MyWhoosh Workout Progress

In my recent update post I showed off the very first draft of the MyWhoosh Workout page I have been working on.

If you missed that, it looked like this:

MyWhoosh Workout Progress first pass

Certainly not the nicest looking thing. But as a first pass it was good enough to ‘reveal’.

I managed to get more time on it today, and I wanted to drop a quick update on how it currently looks:

MyWhoosh Workout Progress second pass

There are still some problems with it. I’ll get on to them in a second.

I did a bunch of changes:

  • Put the workout summary on the left on desktop, but it drops to the bottom on mobile
  • Added Intensity Factor to the Workout overview section
  • Added Free Ride to the Zone distribution section
  • Made sure to include the workout creator’s name under the Workout description

There are a few other tweaks to display on mobile, but nothing huge to call out.

I think the nicest changes are the colours of the zones, and the gaps added between the zones on the workout graph. That 1px gap makes all the difference.

What Remains?

There’s actually quite a lot left to do. You can see on the screenshot above – 3 errors on the left.

Those errors are a new thing – but I haven’t yet solved them. The thing I need to do is render out the workout graph so that when the workout is viewed in Google or Twitter (err, X) or whatever, it shows the graph as a particular image format called a PNG.

Right now, it displays as an SVG on the page. That’s great, because it means it scales to whatever screen size you have, but Google, etc, they don’t like that. They want a static image. So I need a way to remove everything and just show the graph, but the framework I use – NextJS – it doesn’t make that easy. So that’s my currently stumbling block.

Well, that and other things.

The workout listing is still untouched. See the previous post for an image of how bad that currently looks.

But still, I’m happy with the progress. I will keep at it until it’s done.

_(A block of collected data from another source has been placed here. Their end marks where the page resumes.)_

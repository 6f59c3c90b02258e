//! Messages pushed to client connections and the worker progress event.
//!
//! Push payloads are status-only: clients fetch artifact detail through the
//! job read path.

use serde::{Deserialize, Serialize};
use validator::Validate;

use crate::types::JobId;

/// Processing has begun for a job.
pub const MSG_TYPE_PROCESSING_STARTED: &str = "PROCESSING_STARTED";

/// Best-effort progress update from a running stage.
pub const MSG_TYPE_PROGRESS: &str = "PROGRESS";

/// Job reached COMPLETED.
pub const MSG_TYPE_COMPLETED: &str = "COMPLETED";

/// Job reached FAILED.
pub const MSG_TYPE_FAILED: &str = "FAILED";

/// A notification delivered to every live connection of the job's owner.
#[derive(Debug, Clone, PartialEq, Serialize, Deserialize)]
#[serde(tag = "type", rename_all = "SCREAMING_SNAKE_CASE")]
pub enum PushMessage {
    #[serde(rename_all = "camelCase")]
    ProcessingStarted { job_id: JobId },
    #[serde(rename_all = "camelCase")]
    Progress {
        job_id: JobId,
        stage: String,
        progress: u8,
        message: String,
    },
    #[serde(rename_all = "camelCase")]
    Completed { job_id: JobId },
    #[serde(rename_all = "camelCase")]
    Failed { job_id: JobId, error: String },
}

impl PushMessage {
    pub fn job_id(&self) -> JobId {
        match self {
            PushMessage::ProcessingStarted { job_id }
            | PushMessage::Progress { job_id, .. }
            | PushMessage::Completed { job_id }
            | PushMessage::Failed { job_id, .. } => *job_id,
        }
    }

    /// The `type` discriminator as written on the wire.
    pub fn message_type(&self) -> &'static str {
        match self {
            PushMessage::ProcessingStarted { .. } => MSG_TYPE_PROCESSING_STARTED,
            PushMessage::Progress { .. } => MSG_TYPE_PROGRESS,
            PushMessage::Completed { .. } => MSG_TYPE_COMPLETED,
            PushMessage::Failed { .. } => MSG_TYPE_FAILED,
        }
    }
}

/// Fire-and-forget progress signal emitted by a worker task.
#[derive(Debug, Clone, PartialEq, Serialize, Deserialize, Validate)]
#[serde(rename_all = "camelCase")]
pub struct ProgressEvent {
    pub job_id: JobId,
    #[validate(length(min = 1, max = 64))]
    pub stage: String,
    #[validate(range(max = 100))]
    pub percent: u8,
    #[serde(default)]
    #[validate(length(max = 1024))]
    pub message: String,
}

impl ProgressEvent {
    pub fn new(job_id: JobId, stage: impl Into<String>, percent: u8, message: impl Into<String>) -> Self {
        Self {
            job_id,
            stage: stage.into(),
            percent: percent.min(100),
            message: message.into(),
        }
    }
}

impl From<ProgressEvent> for PushMessage {
    fn from(event: ProgressEvent) -> Self {
        PushMessage::Progress {
            job_id: event.job_id,
            stage: event.stage,
            progress: event.percent.min(100),
            message: event.message,
        }
    }
}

As before, I’m going to avoid directly linking to the page because if Google gets ahold of it, then it will not like that image format as above. But if you’d like to have a sneak peak, update the bikeclimbs.com URL in your browser to end with /workout/mywhoosh

8 thoughts on “MyWhoosh Workout Progress”

  1. Looks nice. When will it launch do you think? I use the workouts extensively on mywhoosh. As good as zwift and far more attractively priced!

    Reply
  2. Not sure what your plan is with the MyWhoosh Workouts page, but a great addition could be to be able to create a workout file directly or indirectly from the workout detail you have published, which could then used for outdoor rides. For example you can currently copy the Zwift workout details from WhatsonZwift and through a couple of steps create a workout file to use on your head unit. Just a thought.

    Reply
    • Hi Drew, thanks for your message. I still have a bunch of things to do with the MyWhoosh Workouts pages related to sorting, filtering, some fixes with the data (duplicates) and the workout graph for free rides is still a mess.

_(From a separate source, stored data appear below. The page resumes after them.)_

//! Progress and job-state notification infrastructure.
//!
//! - [`EventBus`]: in-process publish/subscribe hub for worker progress,
//!   backed by `tokio::sync::broadcast`.
//! - [`NotificationDispatcher`]: owner-addressed fan-out to live
//!   connections with dead-connection pruning.
//! - [`ConnectionGateway`]: the per-connection delivery seam, with an HTTP
//!   implementation in [`delivery::http`].
//! - [`ProgressRelay`]: background loop forwarding bus notices to the
//!   dispatcher.

pub mod bus;
pub mod delivery;
pub mod dispatcher;
pub mod gateway;
pub mod relay;

pub use bus::{EventBus, ProgressNotice};
pub use delivery::http::HttpConnectionGateway;
pub use dispatcher::{DispatchReport, NotificationDispatcher};
pub use gateway::{ConnectionGateway, DeliveryError};
pub use relay::ProgressRelay;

      Thanks for the suggestion about being able to convert the workouts to be used outdoors. I tend not to do structured workouts outdoors so hadn’t considered this, or ever used the WhatsOnZwift feature. I’ll take a look at how they are doing it, and see what’s involved. A brief look earlier this morning showed that it wasn’t just a simple one-liner type thing, or that someone else had already done all the hard work and I could download their code into mine. Maybe that exists out there somewhere.

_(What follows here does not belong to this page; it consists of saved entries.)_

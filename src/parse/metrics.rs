//! Marker scan over free-form solver run output
//!
//! Solver stdout is diagnostic text with a handful of tagged lines mixed in.
//! Treating it as a stream of optionally-tagged lines instead of a fixed
//! schema tolerates extra log lines without breaking the harness.

/// Marker for the solver's stop condition
pub const STOP_REASON: &str = "STOP-REASON";
/// Marker for the step count on the final iteration
pub const FINAL_STEP: &str = "FINAL-STEP";
/// Marker for the simulated time on the final iteration
pub const FINAL_TIME: &str = "FINAL-TIME";

/// Named scalars recovered from a solver run's stdout
///
/// Fields stay `None` when their marker never appeared (or its value failed
/// to parse), so a genuine step count of 0 is distinguishable from a missing
/// marker. Validation treats an absent field as a failed expectation.
#[derive(Debug, Default, Clone, PartialEq)]
pub struct RunSummary {
    /// Value after the STOP-REASON marker, remaining tokens joined by spaces
    pub stop_reason: Option<String>,
    /// First token after the FINAL-STEP marker, as an integer
    pub final_step: Option<i64>,
    /// First token after the FINAL-TIME marker, as a float
    pub final_time: Option<f64>,
}

impl RunSummary {
    /// Scan the whole text; for a repeated marker the last occurrence wins
    pub fn parse(text: &str) -> Self {
        let mut summary = Self::default();
        for line in text.lines() {
            let tokens: Vec<&str> = line.split_whitespace().collect();
            if let Some(rest) = tokens_after(&tokens, STOP_REASON) {
                if !rest.is_empty() {
                    summary.stop_reason = Some(rest.join(" "));
                }
            }
            if let Some(rest) = tokens_after(&tokens, FINAL_STEP) {
                if let Some(value) = rest.first().and_then(|t| t.parse::<i64>().ok()) {
                    summary.final_step = Some(value);
                }
            }
            if let Some(rest) = tokens_after(&tokens, FINAL_TIME) {
                if let Some(value) = rest.first().and_then(|t| t.parse::<f64>().ok()) {
                    summary.final_time = Some(value);
                }
            }
        }
        summary
    }
}

/// Tokens following the token that carries the marker, if any
fn tokens_after<'a>(tokens: &'a [&'a str], marker: &str) -> Option<&'a [&'a str]> {
    tokens
        .iter()
        .position(|t| t.contains(marker))
        .map(|i| &tokens[i + 1..])
}

#[cfg(test)]
mod tests {
    use super::*;

    #[test]
    fn test_well_formed_output_round_trips() {
        let text = "\
Step 430: t=0.000494
STOP-REASON maximum-time reached
FINAL-STEP 435
FINAL-TIME 0.0005
done.
";
        let summary = RunSummary::parse(text);
        assert_eq!(summary.stop_reason.as_deref(), Some("maximum-time reached"));
        assert_eq!(summary.final_step, Some(435));
        assert_eq!(summary.final_time, Some(0.0005));
    }

    #[test]
    fn test_last_occurrence_wins() {
        let text = "FINAL-STEP 100\nnoise\nFINAL-STEP 435\n";
        let summary = RunSummary::parse(text);
        assert_eq!(summary.final_step, Some(435));
    }

    #[test]
    fn test_absent_markers_stay_none() {
        let summary = RunSummary::parse("just ordinary log chatter\n");
        assert_eq!(summary.stop_reason, None);
        assert_eq!(summary.final_step, None);
        assert_eq!(summary.final_time, None);
    }

    #[test]
    fn test_marker_with_punctuation_token() {
        // Some output styles write the marker with a trailing colon.
        let summary = RunSummary::parse("FINAL-TIME: 5.0e-4\n");
        assert_eq!(summary.final_time, Some(5.0e-4));
    }

    #[test]
    fn test_stop_reason_joins_remaining_tokens() {
        let summary = RunSummary::parse("STOP-REASON   maximum-time   5.000e-04\n");
        assert_eq!(
            summary.stop_reason.as_deref(),
            Some("maximum-time 5.000e-04")
        );
    }

    #[test]
    fn test_unparseable_value_treated_as_absent() {
        let summary = RunSummary::parse("FINAL-STEP lots\n");
        assert_eq!(summary.final_step, None);
    }

    #[test]
    fn test_zero_step_distinct_from_absent() {
        let summary = RunSummary::parse("FINAL-STEP 0\n");
        assert_eq!(summary.final_step, Some(0));
    }

    #[test]
    fn test_marker_only_line_leaves_field_none() {
        let summary = RunSummary::parse("STOP-REASON\n");
        assert_eq!(summary.stop_reason, None);
    }
}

      If I can do it, I certainly will. Cheers, Chris

      Reply
      • OK, so having had a good look into this, the tricky part is that in order to make a .fit file, the programming languages that can encode workouts to data are either Java or C#, or I think, golang.

        The problem here is that I don’t code in those languages. I work in JavaScript, which sounds similar to Java but isn’t. Garmin don’t provide any encoder for JS to make fit files.

        This can still be done, but the challenge is harder than it might have otherwise been. I’m trying to figure it out and will keep you posted.

        Reply
  3. Thanks, this is just what I needed. I got frustrated with having to open the app just to view workout details.

    How did you get the workout data from mywhoosh?

    Reply
    • You’re welcome Bob. It’s not perfect as their data has a bunch of duplicates which I hadn’t factored in, but they are duplicate by name, not necessarily by workout. And so this data misses some of the workouts, just as a heads up.

      How did I get the data?

      It’s a file hidden somewhere on windows. A JSON file – I don’t have access to it right now as my cycling computer is not my work computer, so I can’t get the exact data directory. If you need it, I can have a dig around, but as best I recall it’s under your user profile, in AppData somewhere.

      Be careful when messing with the files, however, as I have corrupted my install before by changing permissions and things to get access to the files.